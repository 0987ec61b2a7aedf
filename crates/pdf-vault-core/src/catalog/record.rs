use chrono::{NaiveDate, NaiveDateTime};
use serde::{Deserialize, Serialize};

use crate::error::{Error, Result};

/// Default MIME type for catalogued documents
pub const PDF_CONTENT_TYPE: &str = "application/pdf";

/// Uploader recorded when the client does not name one
pub const DEFAULT_CREATED_BY: &str = "system";

const MAX_TITLE_LEN: usize = 255;
const MAX_CODE_LEN: usize = 100;
const MAX_NOTES_LEN: usize = 4000;

/// A catalogued document as persisted
#[derive(Debug, Clone, PartialEq, Eq, Serialize, Deserialize)]
#[serde(rename_all = "camelCase")]
pub struct DocumentRecord {
    pub id: u64,
    pub title: String,
    /// Original client filename
    pub filename: String,
    /// Stored name, relative to the blob store root
    pub file_path: String,
    pub file_size: u64,
    pub page_count: u32,
    pub product_code: Option<String>,
    pub edition: Option<String>,
    pub publication_date: Option<NaiveDate>,
    pub notes: Option<String>,
    pub content_type: String,
    /// MD5 hex of the uploaded bytes
    pub checksum: String,
    #[serde(with = "timestamp")]
    pub upload_date: NaiveDateTime,
    pub created_by: String,
    #[serde(with = "timestamp::option", default)]
    pub updated_date: Option<NaiveDateTime>,
    pub is_active: bool,
}

impl DocumentRecord {
    /// Whether any of the searchable text fields contains `needle`.
    ///
    /// `needle` must already be lowercase.
    pub(crate) fn matches(&self, needle: &str) -> bool {
        let contains = |field: &str| field.to_lowercase().contains(needle);

        contains(&self.title)
            || contains(&self.filename)
            || self.product_code.as_deref().is_some_and(contains)
            || self.edition.as_deref().is_some_and(contains)
            || self.notes.as_deref().is_some_and(contains)
    }
}

/// Fields of a record before the catalog assigns id and timestamps
#[derive(Debug, Clone)]
pub struct NewDocument {
    pub title: String,
    pub filename: String,
    pub file_path: String,
    pub file_size: u64,
    pub page_count: u32,
    pub product_code: Option<String>,
    pub edition: Option<String>,
    pub publication_date: Option<NaiveDate>,
    pub notes: Option<String>,
    pub content_type: String,
    pub checksum: String,
    pub created_by: String,
}

impl NewDocument {
    pub(crate) fn into_record(self, id: u64, upload_date: NaiveDateTime) -> DocumentRecord {
        DocumentRecord {
            id,
            title: self.title,
            filename: self.filename,
            file_path: self.file_path,
            file_size: self.file_size,
            page_count: self.page_count,
            product_code: self.product_code,
            edition: self.edition,
            publication_date: self.publication_date,
            notes: self.notes,
            content_type: self.content_type,
            checksum: self.checksum,
            upload_date,
            created_by: self.created_by,
            updated_date: None,
            is_active: true,
        }
    }
}

/// Client supplied document metadata, for uploads and updates
#[derive(Debug, Clone, Default, PartialEq, Eq, Serialize, Deserialize)]
#[serde(rename_all = "camelCase")]
pub struct UploadRequest {
    #[serde(default)]
    pub title: String,
    #[serde(default)]
    pub product_code: Option<String>,
    #[serde(default)]
    pub edition: Option<String>,
    #[serde(default)]
    pub publication_date: Option<NaiveDate>,
    #[serde(default)]
    pub notes: Option<String>,
    #[serde(default)]
    pub created_by: Option<String>,
}

impl UploadRequest {
    /// Request with only a title
    pub fn titled(title: impl Into<String>) -> Self {
        Self {
            title: title.into(),
            ..Self::default()
        }
    }

    /// Check field presence and lengths
    pub fn validate(&self) -> Result<()> {
        if self.title.trim().is_empty() {
            return Err(Error::validation("title", "must not be blank"));
        }
        check_len("title", Some(&self.title), MAX_TITLE_LEN)?;
        check_len("productCode", self.product_code.as_deref(), MAX_CODE_LEN)?;
        check_len("edition", self.edition.as_deref(), MAX_CODE_LEN)?;
        check_len("notes", self.notes.as_deref(), MAX_NOTES_LEN)?;
        Ok(())
    }

    /// Uploader name, falling back to [`DEFAULT_CREATED_BY`]
    pub fn created_by_or_default(&self) -> String {
        self.created_by
            .as_deref()
            .map(str::trim)
            .filter(|s| !s.is_empty())
            .unwrap_or(DEFAULT_CREATED_BY)
            .to_string()
    }
}

fn check_len(field: &str, value: Option<&str>, max: usize) -> Result<()> {
    match value {
        Some(v) if v.chars().count() > max => Err(Error::validation(
            field,
            format!("must be at most {max} characters"),
        )),
        _ => Ok(()),
    }
}

/// Public view of a record, as returned by the API
#[derive(Debug, Clone, PartialEq, Eq, Serialize, Deserialize)]
#[serde(rename_all = "camelCase")]
pub struct DocumentSummary {
    pub id: u64,
    pub title: String,
    pub filename: String,
    pub file_size: u64,
    pub page_count: u32,
    pub product_code: Option<String>,
    pub edition: Option<String>,
    pub publication_date: Option<NaiveDate>,
    pub notes: Option<String>,
    pub content_type: String,
    #[serde(with = "timestamp")]
    pub upload_date: NaiveDateTime,
    pub created_by: String,
    #[serde(with = "timestamp::option", default)]
    pub updated_date: Option<NaiveDateTime>,
}

impl From<&DocumentRecord> for DocumentSummary {
    fn from(record: &DocumentRecord) -> Self {
        Self {
            id: record.id,
            title: record.title.clone(),
            filename: record.filename.clone(),
            file_size: record.file_size,
            page_count: record.page_count,
            product_code: record.product_code.clone(),
            edition: record.edition.clone(),
            publication_date: record.publication_date,
            notes: record.notes.clone(),
            content_type: record.content_type.clone(),
            upload_date: record.upload_date,
            created_by: record.created_by.clone(),
            updated_date: record.updated_date,
        }
    }
}

impl From<DocumentRecord> for DocumentSummary {
    fn from(record: DocumentRecord) -> Self {
        Self::from(&record)
    }
}

/// A user's saved reading position in a document
#[derive(Debug, Clone, PartialEq, Eq, Serialize, Deserialize)]
#[serde(rename_all = "camelCase")]
pub struct Bookmark {
    pub user_id: String,
    pub document_id: u64,
    pub page_number: u32,
    #[serde(rename = "bookmarkName")]
    pub name: String,
    #[serde(with = "timestamp")]
    pub created_date: NaiveDateTime,
}

/// `yyyy-MM-dd HH:mm:ss` (de)serialization for timestamps
pub mod timestamp {
    use chrono::NaiveDateTime;
    use serde::{Deserialize, Deserializer, Serializer};

    pub const FORMAT: &str = "%Y-%m-%d %H:%M:%S";

    pub fn serialize<S: Serializer>(value: &NaiveDateTime, serializer: S) -> Result<S::Ok, S::Error> {
        serializer.collect_str(&value.format(FORMAT))
    }

    pub fn deserialize<'de, D: Deserializer<'de>>(deserializer: D) -> Result<NaiveDateTime, D::Error> {
        let s = String::deserialize(deserializer)?;
        NaiveDateTime::parse_from_str(&s, FORMAT).map_err(serde::de::Error::custom)
    }

    pub mod option {
        use chrono::NaiveDateTime;
        use serde::{Deserialize, Deserializer, Serializer};

        #[allow(clippy::ref_option)]
        pub fn serialize<S: Serializer>(
            value: &Option<NaiveDateTime>,
            serializer: S,
        ) -> Result<S::Ok, S::Error> {
            match value {
                Some(v) => serializer.collect_str(&v.format(super::FORMAT)),
                None => serializer.serialize_none(),
            }
        }

        pub fn deserialize<'de, D: Deserializer<'de>>(
            deserializer: D,
        ) -> Result<Option<NaiveDateTime>, D::Error> {
            Option::<String>::deserialize(deserializer)?
                .map(|s| NaiveDateTime::parse_from_str(&s, super::FORMAT))
                .transpose()
                .map_err(serde::de::Error::custom)
        }
    }
}

#[cfg(test)]
#[allow(clippy::unwrap_used)]
mod tests {
    use super::*;

    fn record() -> DocumentRecord {
        NewDocument {
            title: "Quarterly Report".to_string(),
            filename: "q1.pdf".to_string(),
            file_path: "q1_20240301_093005_abcd1234.pdf".to_string(),
            file_size: 1024,
            page_count: 3,
            product_code: Some("PRD-7".to_string()),
            edition: None,
            publication_date: NaiveDate::from_ymd_opt(2024, 3, 1),
            notes: Some("Board copy".to_string()),
            content_type: PDF_CONTENT_TYPE.to_string(),
            checksum: "d41d8cd98f00b204e9800998ecf8427e".to_string(),
            created_by: DEFAULT_CREATED_BY.to_string(),
        }
        .into_record(
            7,
            NaiveDate::from_ymd_opt(2024, 3, 1)
                .unwrap()
                .and_hms_opt(9, 30, 5)
                .unwrap(),
        )
    }

    #[test]
    fn test_json_shape() {
        let json = serde_json::to_value(DocumentSummary::from(record())).unwrap();
        assert_eq!(json["id"], 7);
        assert_eq!(json["fileSize"], 1024);
        assert_eq!(json["productCode"], "PRD-7");
        assert_eq!(json["publicationDate"], "2024-03-01");
        assert_eq!(json["uploadDate"], "2024-03-01 09:30:05");
        assert!(json["updatedDate"].is_null());
        assert!(json.get("filePath").is_none());
        assert!(json.get("checksum").is_none());
    }

    #[test]
    fn test_record_survives_storage_encoding() {
        let mut original = record();
        original.updated_date = Some(original.upload_date);
        let bytes = serde_json::to_vec(&original).unwrap();
        let decoded: DocumentRecord = serde_json::from_slice(&bytes).unwrap();
        assert_eq!(decoded, original);
    }

    #[test]
    fn test_matches_is_case_insensitive_over_all_fields() {
        let rec = record();
        assert!(rec.matches("quarterly"));
        assert!(rec.matches("q1.pdf"));
        assert!(rec.matches("prd-7"));
        assert!(rec.matches("board"));
        assert!(!rec.matches("missing"));
    }

    #[test]
    fn test_validate() {
        assert!(UploadRequest::titled("Manual").validate().is_ok());

        let err = UploadRequest::titled("   ").validate().unwrap_err();
        assert!(matches!(err, Error::Validation { ref field, .. } if field == "title"));

        let long = UploadRequest::titled("x".repeat(256));
        assert!(long.validate().is_err());

        let mut req = UploadRequest::titled("Manual");
        req.product_code = Some("c".repeat(101));
        assert!(matches!(
            req.validate(),
            Err(Error::Validation { ref field, .. }) if field == "productCode"
        ));
    }

    #[test]
    fn test_created_by_default() {
        let mut req = UploadRequest::titled("Manual");
        assert_eq!(req.created_by_or_default(), "system");
        req.created_by = Some(" ".to_string());
        assert_eq!(req.created_by_or_default(), "system");
        req.created_by = Some("alice".to_string());
        assert_eq!(req.created_by_or_default(), "alice");
    }

    #[test]
    fn test_update_request_from_json() {
        let req: UploadRequest = serde_json::from_str(
            r#"{"title":"New","productCode":"A1","publicationDate":"2023-12-31"}"#,
        )
        .unwrap();
        assert_eq!(req.product_code.as_deref(), Some("A1"));
        assert_eq!(req.publication_date, NaiveDate::from_ymd_opt(2023, 12, 31));
        assert_eq!(req.notes, None);
    }

    #[test]
    fn test_missing_title_fails_validation_not_parsing() {
        let req: UploadRequest = serde_json::from_str(r#"{"edition":"3rd"}"#).unwrap();
        assert_eq!(req.title, "");
        assert!(matches!(
            req.validate(),
            Err(Error::Validation { ref field, .. }) if field == "title"
        ));
    }
}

◆ ◆ ◆ ◆ ◆ ◆ ◆

## What the exercise asks
Where a line of the records above holds the word "filename", copy that line.

## Response
filename crates/pdf-vault-core/src/catalog/record.rs
    /// Original client filename
    pub filename: String,
            || contains(&self.filename)
    pub filename: String,
            filename: self.filename,
    pub filename: String,
            filename: record.filename.clone(),
            filename: "q1.pdf".to_string(),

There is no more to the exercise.